Stillness 8-10: We build a roof for ourselves for protection from the elements, but there is nothing like experiencing the vast arc of sky as our real roof—whether it’s a backdrop of midnight indigo velvet scattered deep with starry diamonds or the rich royal blue of high summer. We can expand our small bubbles that encase us as we bumble and tumble along in through our days and nights. We feel ourselves part of a far greater cosmos than our typically limited physical spheres allow.
I often wonder about the difference between physical life and metaphysical life, and I always come to the same feeling about them: they are one and the same. We live in a world of symbol, imagery, and archetype, which is why I love tarot so much. It is a delicious concentrate of our inner life, revealed in outer images, interpreted and understood in an animated, ongoing parade of thoughts, feelings, and actions.
One of the most troublesome challenges to our well-being is our language. We tend to be very hard on ourselves, very judgmental. Our words are harsh and concrete. I have do this. You should do that. They wish they’d done the other. One needs to be more helpful. I’m a failure. That relationship was a failure. We tell ourselves that being busy is good, and that leisure is naughty or at best it’s a reward for being busy. Stillness is equated with laziness. If we let ourselves be playful we’re ignoring the dreadful realities of life. And how dare we feel happy when there is so much suffering in the world?
Listen to the words you use very carefully and you’ll start to choose them with more gratitude and kindness, especially toward yourself. Try to use more images and metaphors. Metaphors free us from imagined constrictions of our daily lives and our assumptions of ourselves. A metaphor is the transfer of the meaning of one word to a different word, originating from the Greek metaphora: meta means “over, across, beyond” and pherein means “to carry or bear across.” We use metaphors not only because they help to make sense of what we’re trying to say, but because they infuse our thoughts and images with a different, and freeing, perspective.
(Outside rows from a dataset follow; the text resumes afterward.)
//! # Logging & Tracing Infrastructure
//!
//! Configures `tracing-subscriber` for the playback core:
//! - Pretty, JSON or compact output
//! - Per-crate filtering through `EnvFilter`
//! - Mirroring of events into a host [`LoggerSink`] (Logcat, console)
//! - Locator redaction so media paths never reach host logs verbatim
//!
//! ## Usage
//!
//! ```ignore
//! use core_runtime::logging::{init_logging, LogFormat, LoggingConfig};
//! use bridge_traits::time::{ConsoleLogger, LogLevel};
//! use std::sync::Arc;
//!
//! let config = LoggingConfig::default()
//!     .with_format(LogFormat::Compact)
//!     .with_level(LogLevel::Debug)
//!     .with_logger_sink(Arc::new(ConsoleLogger::default()));
//! init_logging(config)?;
//!
//! tracing::info!(surface = "mini_player", "coordinator attached");
//! ```
//!
//! ## LoggerSink integration
//!
//! Every event that survives filtering is converted into a
//! [`LogEntry`](bridge_traits::time::LogEntry) carrying the message, the
//! event's fields and the name of the enclosing span. Inside a runtime the
//! sink is driven on a spawned task; outside one it is driven inline.

use crate::error::{Error, Result};
use bridge_traits::time::{LogEntry, LogLevel, LoggerSink};
use core_async::runtime;
use std::collections::HashMap;
use std::fmt;
use std::io;
use std::sync::Arc;
use tracing::field::{Field, Visit};
use tracing::{Event, Subscriber};
use tracing_subscriber::{
    filter::EnvFilter,
    fmt::format::FmtSpan,
    layer::{Context, Layered, SubscriberExt},
    registry::LookupSpan,
    util::SubscriberInitExt,
    Layer, Registry,
};

/// Workspace crates covered by the default filter.
const WORKSPACE_TARGETS: &[&str] = &[
    "core_runtime",
    "core_library",
    "core_playback",
    "core_service",
    "bridge_desktop",
];

/// Field names whose values are content locators.
const LOCATOR_FIELDS: &[&str] = &["locator", "uri", "path", "artwork"];

/// Log output format
#[derive(Debug, Clone, Copy, PartialEq, Eq)]
pub enum LogFormat {
    /// Human-readable, multi-line
    Pretty,
    /// One JSON object per event
    Json,
    /// Single-line, for production consoles
    Compact,
}

impl Default for LogFormat {
    fn default() -> Self {
        if cfg!(debug_assertions) {
            Self::Pretty
        } else {
            Self::Json
        }
    }
}

/// Logging configuration
#[derive(Clone)]
pub struct LoggingConfig {
    pub format: LogFormat,
    /// Minimum level for workspace crates
    pub level: LogLevel,
    /// Reduce locator fields to their last segment before they reach the sink
    pub redact_locators: bool,
    /// Replaces the default filter entirely, e.g. `"core_playback=trace"`
    pub filter: Option<String>,
    pub logger_sink: Option<Arc<dyn LoggerSink>>,
    /// Log span enter/exit in the pretty format and span lists in JSON
    pub enable_spans: bool,
    pub display_target: bool,
    pub display_thread_info: bool,
}

impl Default for LoggingConfig {
    fn default() -> Self {
        Self {
            format: LogFormat::default(),
            level: LogLevel::Info,
            redact_locators: true,
            filter: None,
            logger_sink: None,
            enable_spans: false,
            display_target: true,
            display_thread_info: false,
        }
    }
}

impl fmt::Debug for LoggingConfig {
    fn fmt(&self, f: &mut fmt::Formatter<'_>) -> fmt::Result {
        f.debug_struct("LoggingConfig")
            .field("format", &self.format)
            .field("level", &self.level)
            .field("redact_locators", &self.redact_locators)
            .field("filter", &self.filter)
            .field("logger_sink", &self.logger_sink.as_ref().map(|_| "LoggerSink { ... }"))
            .field("enable_spans", &self.enable_spans)
            .finish()
    }
}

impl LoggingConfig {
    pub fn with_format(mut self, format: LogFormat) -> Self {
        self.format = format;
        self
    }

    pub fn with_level(mut self, level: LogLevel) -> Self {
        self.level = level;
        self
    }

    pub fn with_locator_redaction(mut self, redact: bool) -> Self {
        self.redact_locators = redact;
        self
    }

    pub fn with_filter(mut self, filter: impl Into<String>) -> Self {
        self.filter = Some(filter.into());
        self
    }

    pub fn with_logger_sink(mut self, sink: Arc<dyn LoggerSink>) -> Self {
        self.logger_sink = Some(sink);
        self
    }

    pub fn with_spans(mut self, enable: bool) -> Self {
        self.enable_spans = enable;
        self
    }

    pub fn with_target(mut self, display: bool) -> Self {
        self.display_target = display;
        self
    }

    pub fn with_thread_info(mut self, display: bool) -> Self {
        self.display_thread_info = display;
        self
    }
}

type FmtLayer = Box<dyn Layer<Layered<EnvFilter, Registry>> + Send + Sync>;

/// Installs the global subscriber. Only the first call in a process
/// succeeds; later calls return [`Error::Config`].
pub fn init_logging(config: LoggingConfig) -> Result<()> {
    let filter = build_filter(&config)?;
    let fmt_layer = build_fmt_layer(&config);

    tracing_subscriber::registry()
        .with(filter)
        .with(fmt_layer)
        .with(LoggerSinkLayer::new(
            config.logger_sink.clone(),
            config.redact_locators,
        ))
        .try_init()
        .map_err(|e| Error::Config(format!("Failed to initialize logging: {}", e)))
}

fn build_filter(config: &LoggingConfig) -> Result<EnvFilter> {
    let filter_string = match &config.filter {
        Some(custom) => custom.clone(),
        None => {
            let level = level_directive(config.level);
            let mut directives: Vec<String> = WORKSPACE_TARGETS
                .iter()
                .map(|target| format!("{target}={level}"))
                .collect();
            directives.insert(0, "warn".to_string());
            directives.join(",")
        }
    };

    EnvFilter::try_new(filter_string)
        .map_err(|e| Error::Config(format!("Invalid log filter: {}", e)))
}

fn build_fmt_layer(config: &LoggingConfig) -> FmtLayer {
    match config.format {
        LogFormat::Pretty => tracing_subscriber::fmt::layer()
            .pretty()
            .with_target(config.display_target)
            .with_thread_ids(config.display_thread_info)
            .with_thread_names(config.display_thread_info)
            .with_span_events(if config.enable_spans {
                FmtSpan::ACTIVE
            } else {
                FmtSpan::NONE
            })
            .with_writer(io::stdout)
            .boxed(),
        LogFormat::Json => tracing_subscriber::fmt::layer()
            .json()
            .flatten_event(true)
            .with_current_span(config.enable_spans)
            .with_span_list(config.enable_spans)
            .with_target(config.display_target)
            .with_thread_ids(config.display_thread_info)
            .with_thread_names(config.display_thread_info)
            .with_writer(io::stdout)
            .boxed(),
        LogFormat::Compact => tracing_subscriber::fmt::layer()
            .compact()
            .with_target(config.display_target)
            .with_thread_ids(config.display_thread_info)
            .with_thread_names(config.display_thread_info)
            .with_writer(io::stdout)
            .boxed(),
    }
}

fn level_directive(level: LogLevel) -> &'static str {
    match level {
        LogLevel::Trace => "trace",
        LogLevel::Debug => "debug",
        LogLevel::Info => "info",
        LogLevel::Warn => "warn",
        LogLevel::Error => "error",
    }
}

/// Layer that forwards events to a `LoggerSink` implementation.
struct LoggerSinkLayer {
    sink: Option<Arc<dyn LoggerSink>>,
    redact_locators: bool,
}

impl LoggerSinkLayer {
    fn new(sink: Option<Arc<dyn LoggerSink>>, redact_locators: bool) -> Self {
        Self {
            sink,
            redact_locators,
        }
    }
}

impl<S> Layer<S> for LoggerSinkLayer
where
    S: Subscriber + for<'a> LookupSpan<'a>,
{
    fn on_event(&self, event: &Event<'_>, ctx: Context<'_, S>) {
        let Some(sink) = self.sink.as_ref() else {
            return;
        };

        let metadata = event.metadata();
        let level = tracing_level_to_log_level(*metadata.level());
        if level < sink.min_level() {
            return;
        }

        let mut visitor = SinkVisitor::default();
        event.record(&mut visitor);

        let message = visitor
            .message
            .unwrap_or_else(|| metadata.name().to_string());
        let mut entry = LogEntry::new(level, metadata.target(), message);
        for (key, value) in visitor.fields {
            let value = if self.redact_locators && is_locator_field(&key) {
                strip_locator(&value).to_string()
            } else {
                value
            };
            entry = entry.with_field(key, value);
        }
        if let Some(span) = ctx.lookup_current() {
            entry.span_id = Some(span.name().to_string());
        }

        let sink = Arc::clone(sink);
        if let Ok(handle) = runtime::Handle::try_current() {
            handle.spawn(async move {
                if let Err(err) = sink.log(entry).await {
                    eprintln!("LoggerSink error: {}", err);
                }
            });
            return;
        }

        if let Err(err) = runtime::block_on(async move { sink.log(entry).await }) {
            eprintln!("LoggerSink error: {}", err);
        }
    }
}

#[derive(Default)]
struct SinkVisitor {
    message: Option<String>,
    fields: HashMap<String, String>,
}

impl SinkVisitor {
    fn record_value(&mut self, field: &Field, value: String) {
        if field.name() == "message" {
            self.message = Some(value);
        } else {
            self.fields.insert(field.name().to_string(), value);
        }
    }
}

impl Visit for SinkVisitor {
    fn record_str(&mut self, field: &Field, value: &str) {
        self.record_value(field, value.to_string());
    }

    fn record_i64(&mut self, field: &Field, value: i64) {
        self.record_value(field, value.to_string());
    }

    fn record_u64(&mut self, field: &Field, value: u64) {
        self.record_value(field, value.to_string());
    }

    fn record_bool(&mut self, field: &Field, value: bool) {
        self.record_value(field, value.to_string());
    }

    fn record_f64(&mut self, field: &Field, value: f64) {
        self.record_value(field, value.to_string());
    }

    fn record_error(&mut self, field: &Field, value: &(dyn std::error::Error + 'static)) {
        self.record_value(field, value.to_string());
    }

    fn record_debug(&mut self, field: &Field, value: &dyn fmt::Debug) {
        self.record_value(field, format!("{:?}", value));
    }
}

fn tracing_level_to_log_level(level: tracing::Level) -> LogLevel {
    match level {
        tracing::Level::TRACE => LogLevel::Trace,
        tracing::Level::DEBUG => LogLevel::Debug,
        tracing::Level::INFO => LogLevel::Info,
        tracing::Level::WARN => LogLevel::Warn,
        tracing::Level::ERROR => LogLevel::Error,
    }
}

fn is_locator_field(name: &str) -> bool {
    let name = name.to_ascii_lowercase();
    LOCATOR_FIELDS.iter().any(|field| name.contains(field))
}

/// Strip full file paths to basename only.
///
/// ```ignore
/// use core_runtime::logging::strip_path;
/// assert_eq!(strip_path("/storage/emulated/0/Music/song.mp3"), "song.mp3");
/// ```
pub fn strip_path(path: &str) -> &str {
    let unix = path.rsplit('/').next().unwrap_or(path);
    unix.rsplit('\\').next().unwrap_or(unix)
}

/// Reduces a content locator (`content://`, `file://` or a bare path) to its
/// last segment, dropping any query string.
///
/// ```ignore
/// use core_runtime::logging::strip_locator;
/// assert_eq!(strip_locator("content://media/external/audio/media/42"), "42");
/// ```
pub fn strip_locator(locator: &str) -> &str {
    let without_query = locator.split(['?', '#']).next().unwrap_or(locator);
    let without_scheme = without_query
        .split_once("://")
        .map_or(without_query, |(_, rest)| rest);
    strip_path(without_scheme.trim_end_matches('/'))
}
Imagine some part of your life as a metaphor for adventure, passion, peacefulness, accomplishment, helpfulness, or wonder. How would you describe it? Would it be a mountain or a library or a ship? How would you describe yourself in that life? Would you be a lamp, or a sword and shield, or a gaily-decorated box festooned with ribbons? How would you feel and how would you act? When you look at your life as a story, rendered through symbols and archetypes rather than those scrapes and bruises on your knees and elbows, everything expands in possibility and marvel.
Some years ago, I taught an 8th grade seminar in creative writing, and gave an assignment in the use of metaphors. A quiet boy wrote a purely descriptive essay depicting a seascape, the horizon, the waves, then he described one particular wave, a wave that started soft, as water is, and then grew bigger and bigger, and which flooded the rocky beach, and then quietly receded back into the sea. It was very well written, for an eighth-grade boy, but it was not his picture of the sea and the wave that filled my heart with teacher-joy, it was his title: he’d called it First Kiss.